TEN WAYS I WON’T BE HELD HOSTAGE TO MY HUMANITY.

Good as humans are, original sin is the condition into which I am born, the imperfection of having to figure out what is right and wrong (knowledge of the tree of good and evil in Genesis 2-3), and the strength to be able to resist the allure of the pull of my animality into devolution. If you think freedom means doing whatever you want to fulfill your humanness by doing what feels good, then you have already succumbed to the false promises of your natural instincts whose template for good or evil is how they feel.

As I weave through the tangled brush of what it means to be human, I encounter the first innate question that my nature seeks a resolution. I may be waylaid by various temptations to deviate from the problematic way I have chosen to seek fulfillment for three questions. a. What does it mean to be human at that next level of my intelligent progression (evolution), b. How can I love fiercely? And, c) What truth admits no change or exceptions? St. Augustine’s statement about humanity, that “our hearts are restless until they rest in Thee,” rings valid for all three of these urges, inexorably bound together with my human DNA to seek resolution.

If I am aware, I can try to fill this longing with what I choose to be its answer. In my lifetime of trying to choose one center that encapsulates that equilibrium between resonance and dissonance of my nature, I have tried several centers that have not endured but found only one that brings resonance to all three questions about what it means to be human. It has been a lifetime of going down rabbit holes that lead to “no exit,” as Jean-Paul Sartre writes about in his work by the same name. The problem with all those rabbit holes is that they all hold the promise of attainment but end up in a void of dead-end darkness, plus the fact that I must now backtrack out of the hole to start all over again.

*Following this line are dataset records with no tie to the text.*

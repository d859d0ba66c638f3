//! Cameras and orbit rotation.
//!
//! [`Camera`] is either a perspective orbit camera for the 3D point cloud or
//! a pixel-space screen camera for 2D canvas fields. [`OrbitControl`]
//! rotates the point cloud itself: dragging sets a target rotation that the
//! cloud eases toward, and an idle cloud spins slowly around y.

use std::f32::consts::FRAC_PI_2;

use glam::{Mat4, Vec2, Vec3, Vec4Swizzles};
use serde::{Deserialize, Serialize};

use crate::forces::frame_fraction;

/// How world coordinates reach the screen.
#[derive(Debug, Clone, Copy, PartialEq, Serialize, Deserialize)]
#[serde(rename_all = "snake_case")]
pub enum Projection {
    /// Perspective with a vertical field of view in degrees.
    Perspective { fov_y_degrees: f32 },
    /// World units are container pixels, origin top-left, y down.
    Screen,
}

/// Fixed camera on the +z axis. Rotation is applied to the entities by
/// [`OrbitControl`], not to the camera.
#[derive(Debug, Clone, PartialEq, Serialize, Deserialize)]
pub struct Camera {
    /// Distance from the target point.
    pub distance: f32,
    /// Point the camera looks at.
    pub target: Vec3,
    pub projection: Projection,
    /// Container size in pixels.
    pub viewport: Vec2,
}

impl Camera {
    /// Perspective camera looking down -z from `distance` away.
    pub fn perspective(fov_y_degrees: f32, distance: f32) -> Self {
        Self {
            distance,
            target: Vec3::ZERO,
            projection: Projection::Perspective { fov_y_degrees },
            viewport: Vec2::new(800.0, 600.0),
        }
    }

    /// Pixel-space camera for 2D fields.
    pub fn screen() -> Self {
        Self {
            projection: Projection::Screen,
            ..Self::perspective(75.0, 1.0)
        }
    }

    pub fn set_viewport(&mut self, width: f32, height: f32) {
        self.viewport = Vec2::new(width.max(1.0), height.max(1.0));
    }

    #[inline]
    pub fn aspect(&self) -> f32 {
        self.viewport.x / self.viewport.y
    }

    /// Camera position in world space.
    pub fn position(&self) -> Vec3 {
        self.target + Vec3::new(0.0, 0.0, self.distance)
    }

    /// Calculate the view matrix for rendering.
    pub fn view_matrix(&self) -> Mat4 {
        match self.projection {
            Projection::Perspective { .. } => Mat4::look_at_rh(self.position(), self.target, Vec3::Y),
            Projection::Screen => Mat4::IDENTITY,
        }
    }

    pub fn projection_matrix(&self) -> Mat4 {
        match self.projection {
            Projection::Perspective { fov_y_degrees } => {
                Mat4::perspective_rh(fov_y_degrees.to_radians(), self.aspect(), 0.1, 1000.0)
            }
            Projection::Screen => Mat4::orthographic_rh(0.0, self.viewport.x, self.viewport.y, 0.0, -1.0, 1.0),
        }
    }

    pub fn view_projection(&self) -> Mat4 {
        self.projection_matrix() * self.view_matrix()
    }

    /// Map a container pixel to the world plane through `plane_point` facing
    /// the camera. Screen cameras return the pixel itself.
    pub fn screen_to_world(&self, pixel: Vec2, plane_point: Vec3) -> Option<Vec3> {
        if self.projection == Projection::Screen {
            return Some(pixel.extend(0.0));
        }
        let ndc = Vec2::new(pixel.x / self.viewport.x * 2.0 - 1.0, 1.0 - pixel.y / self.viewport.y * 2.0);
        let inverse = self.view_projection().inverse();
        let near = inverse * ndc.extend(0.0).extend(1.0);
        let far = inverse * ndc.extend(1.0).extend(1.0);
        if near.w.abs() <= f32::EPSILON || far.w.abs() <= f32::EPSILON {
            return None;
        }
        let origin = near.xyz() / near.w;
        let dir = (far.xyz() / far.w - origin).normalize_or_zero();

        let normal = (self.position() - self.target).normalize_or_zero();
        let denom = dir.dot(normal);
        if denom.abs() <= f32::EPSILON {
            return None;
        }
        let t = (plane_point - origin).dot(normal) / denom;
        (t >= 0.0).then(|| origin + dir * t)
    }
}

impl Default for Camera {
    fn default() -> Self {
        Self::perspective(75.0, 30.0)
    }
}

/// Orbit tuning.
#[derive(Debug, Clone, PartialEq, Serialize, Deserialize)]
#[serde(default)]
pub struct OrbitConfig {
    pub enabled: bool,
    /// Radians of rotation per dragged pixel.
    pub drag_speed: f32,
    /// Fraction of the remaining rotation closed per tick while dragging.
    pub ease: f32,
    /// Spin around y per tick while not dragging.
    pub auto_spin: f32,
}

impl Default for OrbitConfig {
    fn default() -> Self {
        Self { enabled: true, drag_speed: 0.01 * 0.5, ease: 0.1, auto_spin: 0.001 }
    }
}

/// Drag-to-rotate state of the entity set.
#[derive(Debug, Clone, Default)]
pub struct OrbitControl {
    config: OrbitConfig,
    /// Current rotation (x = pitch, y = yaw).
    rotation: Vec2,
    target: Vec2,
}

impl OrbitControl {
    pub fn new(config: OrbitConfig) -> Self {
        Self { config, rotation: Vec2::ZERO, target: Vec2::ZERO }
    }

    /// Apply a pointer drag of `delta` pixels.
    pub fn drag(&mut self, delta: Vec2) {
        if !self.config.enabled {
            return;
        }
        self.target.y += delta.x * self.config.drag_speed;
        self.target.x = (self.target.x + delta.y * self.config.drag_speed).clamp(-FRAC_PI_2, FRAC_PI_2);
    }

    /// Advance one tick. `k` is the frame scale (`dt · 60`).
    pub fn update(&mut self, dragging: bool, k: f32) {
        if !self.config.enabled {
            return;
        }
        if dragging {
            self.rotation += (self.target - self.rotation) * frame_fraction(self.config.ease, k);
        } else {
            self.rotation.y += self.config.auto_spin * k;
            self.target = self.rotation;
        }
    }

    #[inline]
    pub fn rotation(&self) -> Vec2 {
        self.rotation
    }

    /// Model matrix for the rotated entity set.
    pub fn model_matrix(&self) -> Mat4 {
        Mat4::from_rotation_x(self.rotation.x) * Mat4::from_rotation_y(self.rotation.y)
    }
}

#[cfg(test)]
mod tests {
    use super::*;

    #[test]
    fn test_camera_position_on_z_axis() {
        let cam = Camera::perspective(75.0, 30.0);
        let pos = cam.position();
        assert!((pos - Vec3::new(0.0, 0.0, 30.0)).length() < 1e-5);
    }

    #[test]
    fn test_camera_follows_target_along_z() {
        let mut cam = Camera::perspective(75.0, 12.0);
        cam.target = Vec3::new(1.0, -2.0, 3.0);
        assert!((cam.position() - Vec3::new(1.0, -2.0, 15.0)).length() < 1e-5);

        let json = serde_json::to_value(&cam).unwrap();
        assert!(json.get("yaw").is_none() && json.get("pitch").is_none());
    }

    #[test]
    fn test_screen_center_hits_target() {
        let mut cam = Camera::perspective(75.0, 30.0);
        cam.set_viewport(800.0, 600.0);
        let hit = cam.screen_to_world(Vec2::new(400.0, 300.0), Vec3::ZERO).unwrap();
        assert!(hit.length() < 1e-3, "{hit:?}");

        // right half of the screen maps to +x
        let right = cam.screen_to_world(Vec2::new(700.0, 300.0), Vec3::ZERO).unwrap();
        assert!(right.x > 1.0);
        assert!(right.z.abs() < 1e-3);
    }

    #[test]
    fn test_screen_camera_is_identity_mapping() {
        let cam = Camera::screen();
        assert_eq!(cam.screen_to_world(Vec2::new(12.0, 34.0), Vec3::ZERO), Some(Vec3::new(12.0, 34.0, 0.0)));
    }

    #[test]
    fn test_orbit_drag_clamps_pitch() {
        let mut orbit = OrbitControl::new(OrbitConfig::default());
        orbit.drag(Vec2::new(0.0, 10_000.0));
        for _ in 0..500 {
            orbit.update(true, 1.0);
        }
        assert!((orbit.rotation().x - FRAC_PI_2).abs() < 1e-3);
    }

    #[test]
    fn test_orbit_auto_spins_when_idle() {
        let mut orbit = OrbitControl::new(OrbitConfig::default());
        for _ in 0..100 {
            orbit.update(false, 1.0);
        }
        assert!((orbit.rotation().y - 0.1).abs() < 1e-4);
        assert_eq!(orbit.rotation().x, 0.0);
    }
}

Here are ten thoughts about what held me hostage until I knew what was happening.

  1. Placing the Catholic Church as the center of my life instead of Christ. Nothing wrong with the Church as long as Christ is number one.
  2. I am descending into the vicious cycle of giving Christmas gifts to those who gave them to me, but now I must give them back a better gift.
  3. I pay the tab at meals even though I know it will cause a public outburst of, “No, you don’t have to do that.”
  4. Relegating Jesus to listening to my bantering about the bothersome, petty complaints about others rather than keeping my mouth shut and listening with profound silence and solitude.
  5. Treating my relationship with Jesus just as I would my relatives, forgetting that the beginning of humility is “fear of the Lord.” (RB 7:10)
  6. Believing that I am the source and final judge of what is right and wrong about my moral choices, which includes everyone else.
  7. Believing my own press about myself.
  8. Thinking that I don’t have to work at being Catholic or am not accountable for my actions but just get on the conveyor belt and have a good time, then get off at heaven. “Pecca fortiter.” Sin bravely.
  9. Denying the cross before me and taking the easy rather than the right path.
  10. I think that just because everyone has the right to an opinion, that opinion is right.